Records for this exercise: Begin
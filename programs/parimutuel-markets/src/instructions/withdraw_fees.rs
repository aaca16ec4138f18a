use anchor_lang::prelude::*;

use crate::constants::*;
use crate::errors::ParimutuelError;
use crate::events::FeesWithdrawn;
use crate::state::*;

#[derive(Accounts)]
pub struct WithdrawFees<'info> {
    /// Platform operator — the only identity allowed to drain fees.
    #[account(
        mut,
        constraint = authority.key() == config.authority @ ParimutuelError::Unauthorized,
    )]
    pub authority: Signer<'info>,

    #[account(
        mut,
        seeds = [SEED_CONFIG],
        bump = config.bump,
    )]
    pub config: Account<'info, GlobalConfig>,

    /// Fee treasury — drained in full.
    /// CHECK: Validated by seeds.
    #[account(
        mut,
        seeds = [SEED_TREASURY],
        bump = config.treasury_bump,
    )]
    pub treasury: SystemAccount<'info>,

    pub system_program: Program<'info, System>,
}

pub fn handler(ctx: Context<WithdrawFees>) -> Result<()> {
    let config = &mut ctx.accounts.config;
    let amount = config.fee_balance;

    if amount > 0 {
        let treasury_balance = ctx.accounts.treasury.lamports();
        require!(amount <= treasury_balance, ParimutuelError::VaultInsolvency);

        **ctx.accounts.treasury.to_account_info().try_borrow_mut_lamports()? -= amount;
        **ctx.accounts.authority.to_account_info().try_borrow_mut_lamports()? += amount;
    }

    config.fee_balance = 0;

    emit!(FeesWithdrawn {
        authority: ctx.accounts.authority.key(),
        amount,
    });

    msg!(
        "Fees withdrawn: {} lamports to {}",
        amount,
        ctx.accounts.authority.key(),
    );

    Ok(())
}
Records for this exercise: End
With the line containing "if amount >" as the first and the last line above as the final one, copy those lines exactly and no others.

Written solution |
    if amount > 0 {
        let treasury_balance = ctx.accounts.treasury.lamports();
        require!(amount <= treasury_balance, ParimutuelError::VaultInsolvency);

        **ctx.accounts.treasury.to_account_info().try_borrow_mut_lamports()? -= amount;
        **ctx.accounts.authority.to_account_info().try_borrow_mut_lamports()? += amount;
    }

    config.fee_balance = 0;

    emit!(FeesWithdrawn {
        authority: ctx.accounts.authority.key(),
        amount,
    });

    msg!(
        "Fees withdrawn: {} lamports to {}",
        amount,
        ctx.accounts.authority.key(),
    );

    Ok(())
}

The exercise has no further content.